Jackson: History Repeats

It's time once again to paint over quotes and mistakes, says Fox Sports Ohio's Zac Jackson...

BEREA, Ohio — These Cleveland Browns keep making franchise history in January, just not the kind made on the field in playoff games.

Two Januaries ago they replaced Romeo Crennel, a defensive-minded coach who struggled mightily with things like clock management on game day, and who had just completed a disappointing season in which a dominant win over the defending Super Bowl champions was overshadowed by too many losses.

In came Eric Mangini, not just as head coach but as the authoritarian emperor. No one in position to reach Browns owner Randy Lerner reminded him that he was the only one among his NFL peers pursuing Mangini, who'd just been fired by the Jets. Apparently, no one reminded Lerner that the Browns had been down that emperor road with the less-than-great Butch Davis — and also down the road of trying a Bill Belichick assistant with ties to the Browns.

This January history these "new" Browns keep making? It's not happening by accident. And it keeps repeating itself.

Among Mangini's first acts as Browns boss: trade Kellen Winslow, sign Robert Royal and install a Sun Tzu quote on a mural at the players entrance to the team's training facility: "Every battle is won before it is ever fought." That mural eventually got moved, but the quote still was displayed prominently outside the locker room.

Mangini loved history. He loved and embraced the Browns' history, too — he'd broken into the NFL as a ballboy and public relations intern in Cleveland — but after a 1-11 start in '09 with a roster Mangini had shaped with Jets retreads, a bunch of special teamers and zero dangerous receivers, someone reminded Lerner that the Browns weren't exactly scaring the rest of the NFL. Lerner went in search of a "strong, credible football leader," and found one in Mike Holmgren.

Almost a year to the day after he left a year of riding a Harley and playing golf in Arizona to become president of the Browns, Holmgren fired Mangini on Monday morning. At the afternoon press conference, Holmgren insisted he had no regrets about keeping Mangini the previous January, but the gap between the Browns and the bullies of the AFC North, the Steelers and Ravens, did not shrink during that time.

Now that it's history, it's clear Mangini never really had a chance with the guy many around the building call "Coach." Holmgren's background is with high-scoring offenses. Mangini's Browns offenses were offensive. Holmgren talked Monday about not "painting himself into a corner" with his next coach. That's exactly the spot he was in with the detail-oriented, defensive-minded Mangini, who stubbornly emphasized smarts and versatility and, come Sundays, loved to play for three points.
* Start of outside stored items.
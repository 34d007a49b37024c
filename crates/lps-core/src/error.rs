//! Error types module
//!
//! This module provides the core error types used throughout LPS.
//! All errors are unified under the `AppError` enum, which covers database failures,
//! request validation, workflow lifecycle violations, and the filesystem failures of
//! landing-page generation. Every variant self-describes its HTTP presentation through
//! [`ErrorMetadata`].

use std::io;

use sqlx::Error as SqlxError;

/// Log level for error reporting
#[derive(Debug, Clone, Copy, PartialEq, Eq)]
pub enum LogLevel {
    /// Debug level - for expected errors like validation failures
    Debug,
    /// Warning level - for recoverable issues or misconfigured records
    Warn,
    /// Error level - for unexpected failures
    Error,
}

/// Metadata for error responses - defines how an error should be presented
/// This trait allows errors to self-describe their HTTP response characteristics
pub trait ErrorMetadata {
    /// HTTP status code to return
    fn http_status_code(&self) -> u16;

    /// Machine-readable error code (e.g., "DATABASE_ERROR")
    fn error_code(&self) -> &'static str;

    /// Whether this error is recoverable (can be retried)
    fn is_recoverable(&self) -> bool;

    /// Suggested action for the client
    fn suggested_action(&self) -> Option<&'static str>;

    /// Client-facing message (may differ from internal error message)
    fn client_message(&self) -> String;

    /// Whether details should be hidden in production
    fn is_sensitive(&self) -> bool;

    /// Log level for this error
    fn log_level(&self) -> LogLevel;
}

#[derive(Debug, thiserror::Error)]
pub enum AppError {
    #[error("Database error: {0}")]
    Database(#[source] SqlxError),

    #[error("Invalid input: {0}")]
    InvalidInput(String),

    #[error("Not found: {0}")]
    NotFound(String),

    #[error("Invalid state: {0}")]
    InvalidState(String),

    #[error("Template {template_id} requires at least {required} videos, {supplied} supplied")]
    CapacityViolation {
        template_id: i64,
        supplied: usize,
        required: i32,
    },

    #[error("Landing pages already exist in this workflow for templates {template_ids:?}")]
    DuplicateGeneration { template_ids: Vec<i64> },

    #[error("Template html file not found for path: {path}")]
    TemplateFileNotFound { path: String },

    #[error("Failed to read template html file {path}: {message}")]
    TemplateFileReadError { path: String, message: String },

    #[error("Failed to write generated html file {path}: {message}")]
    OutputWriteError { path: String, message: String },

    #[error("Internal error: {0}")]
    Internal(String),

    #[error("Internal error with source")]
    InternalWithSource {
        message: String,
        #[source]
        source: anyhow::Error,
    },
}

impl From<SqlxError> for AppError {
    fn from(err: SqlxError) -> Self {
        AppError::Database(err)
    }
}

impl From<anyhow::Error> for AppError {
    fn from(err: anyhow::Error) -> Self {
        AppError::InternalWithSource {
            message: err.to_string(),
            source: err,
        }
    }
}

impl From<io::Error> for AppError {
    fn from(err: io::Error) -> Self {
        AppError::Internal(format!("IO error: {}", err))
    }
}

impl From<serde_json::Error> for AppError {
    fn from(err: serde_json::Error) -> Self {
        AppError::InvalidInput(format!("JSON parsing error: {}", err))
    }
}

impl From<validator::ValidationErrors> for AppError {
    fn from(err: validator::ValidationErrors) -> Self {
        AppError::InvalidInput(format!("Validation error: {}", err))
    }
}

/// Static metadata for each variant: (http_status, error_code, recoverable, suggested_action, sensitive, log_level).
/// client_message stays per-variant for dynamic content.
fn app_error_static_metadata(
    err: &AppError,
) -> (
    u16,
    &'static str,
    bool,
    Option<&'static str>,
    bool,
    LogLevel,
) {
    match err {
        AppError::Database(_) => (
            500,
            "DATABASE_ERROR",
            true,
            Some("Retry after a short delay"),
            true,
            LogLevel::Error,
        ),
        AppError::InvalidInput(_) => (
            400,
            "INVALID_INPUT",
            false,
            Some("Check request parameters and try again"),
            false,
            LogLevel::Debug,
        ),
        AppError::NotFound(_) => (
            404,
            "NOT_FOUND",
            false,
            Some("Verify the resource ID exists"),
            false,
            LogLevel::Debug,
        ),
        AppError::InvalidState(_) => (
            409,
            "INVALID_STATE",
            false,
            Some("Check the workflow status before retrying"),
            false,
            LogLevel::Debug,
        ),
        AppError::CapacityViolation { .. } => (
            422,
            "CAPACITY_VIOLATION",
            false,
            Some("Select at least as many videos as the template requires"),
            false,
            LogLevel::Debug,
        ),
        AppError::DuplicateGeneration { .. } => (
            409,
            "DUPLICATE_GENERATION",
            false,
            Some("Remove templates that already have a landing page in this workflow"),
            false,
            LogLevel::Debug,
        ),
        AppError::TemplateFileNotFound { .. } => (
            422,
            "TEMPLATE_FILE_NOT_FOUND",
            false,
            Some("Fix the template's html_file_path"),
            false,
            LogLevel::Warn,
        ),
        AppError::TemplateFileReadError { .. } => (
            500,
            "TEMPLATE_FILE_READ_ERROR",
            true,
            Some("Check template file permissions and encoding"),
            false,
            LogLevel::Error,
        ),
        AppError::OutputWriteError { .. } => (
            500,
            "OUTPUT_WRITE_ERROR",
            true,
            Some("Retry after a short delay"),
            true,
            LogLevel::Error,
        ),
        AppError::Internal(_) => (
            500,
            "INTERNAL_ERROR",
            true,
            Some("Retry after a short delay"),
            true,
            LogLevel::Error,
        ),
        AppError::InternalWithSource { .. } => (
            500,
            "INTERNAL_ERROR",
            true,
            Some("Retry after a short delay"),
            true,
            LogLevel::Error,
        ),
    }
}

impl AppError {
    /// Get the error type name for detailed error responses
    pub fn error_type(&self) -> &str {
        match self {
            AppError::Database(_) => "Database",
            AppError::InvalidInput(_) => "InvalidInput",
            AppError::NotFound(_) => "NotFound",
            AppError::InvalidState(_) => "InvalidState",
            AppError::CapacityViolation { .. } => "CapacityViolation",
            AppError::DuplicateGeneration { .. } => "DuplicateGeneration",
            AppError::TemplateFileNotFound { .. } => "TemplateFileNotFound",
            AppError::TemplateFileReadError { .. } => "TemplateFileReadError",
            AppError::OutputWriteError { .. } => "OutputWriteError",
            AppError::Internal(_) => "Internal",
            AppError::InternalWithSource { .. } => "Internal",
        }
    }

    /// Get detailed error information including error chain
    pub fn detailed_message(&self) -> String {
        use std::error::Error;

        let mut details = self.to_string();

        let mut source = self.source();
        let mut depth = 0;
        while let Some(err) = source {
            depth += 1;
            if depth > 5 {
                details.push_str("\n  ... (truncated)");
                break;
            }
            details.push_str(&format!("\n  Caused by: {}", err));
            source = err.source();
        }

        details
    }
}

impl ErrorMetadata for AppError {
    fn http_status_code(&self) -> u16 {
        app_error_static_metadata(self).0
    }

    fn error_code(&self) -> &'static str {
        app_error_static_metadata(self).1
    }

    fn is_recoverable(&self) -> bool {
        app_error_static_metadata(self).2
    }

    fn suggested_action(&self) -> Option<&'static str> {
        app_error_static_metadata(self).3
    }

    fn is_sensitive(&self) -> bool {
        app_error_static_metadata(self).4
    }

    fn log_level(&self) -> LogLevel {
        app_error_static_metadata(self).5
    }

    fn client_message(&self) -> String {
        match self {
            AppError::Database(_) => "Failed to access database".to_string(),
            AppError::InvalidInput(ref msg) => msg.clone(),
            AppError::NotFound(ref msg) => msg.clone(),
            AppError::InvalidState(ref msg) => msg.clone(),
            AppError::CapacityViolation {
                template_id,
                supplied,
                required,
            } => {
                format!(
                    "Template {} requires at least {} videos, only {} selected",
                    template_id, required, supplied
                )
            }
            AppError::DuplicateGeneration { template_ids } => {
                format!(
                    "Landing pages already exist in this workflow for templates {:?}, cannot generate again",
                    template_ids
                )
            }
            AppError::TemplateFileNotFound { path } => {
                format!("Template html file not found for path: {}", path)
            }
            AppError::TemplateFileReadError { path, .. } => {
                format!("Failed to read template html file: {}", path)
            }
            AppError::OutputWriteError { .. } => "Failed to write generated html file".to_string(),
            AppError::Internal(_) => "Internal server error".to_string(),
            AppError::InternalWithSource { .. } => "Internal server error".to_string(),
        }
    }
}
Even with an aggressive offseason spurred by Holmgren and new general manager Tom Heckert, the 2010 Browns still didn't have enough players. Heckert made some trades that netted the Browns' biggest weapon in Peyton Hillis and a couple Mangini-type guys in Sheldon Brown and Chris Gocong. The Browns signed and got production from two more of similar ilk, Ben Watson and Scott Fujita. The rookies looked good, and Colt McCoy's flashes brought real optimism both internally and to a win-starved fan base, and almost made up for the fact that Mangini actually started Jake Delhomme in a quarter of the season's games.

Again, this whole "start again" thing that keeps happening is no accident.

Mangini did some good things with the Browns. Before he had to turn over the really fancy keys to Holmgren he gutted, updated and significantly upgraded the entire training facility. He beat the Steelers — just once, but that was more than Crennel did in four years. In back-to-back games this season, his Browns outsmarted, outschemed and dominated the Patriots and Saints. The Saints won the Super Bowl last year. The Patriots haven't lost since, but the Browns never sustained the momentum they built that day.

History. Because it's a bottom-line business, and because he won only 10 games in two years, Mangini's run with the Browns is just that. In all of three plays against the Steelers Sunday — the team against which all Browns coaches are measured — it was clear he was going out like Custer.

So a January tradition in Berea is reborn, and soon the Browns will start in another new direction. They'll hire a new staff, try to get the fan base re-energized and, eventually, replace that Sun Tzu quote.  If there's one thing constantly on the postseason to-do list for the Browns' maintenance folks, it's stock up on white paint.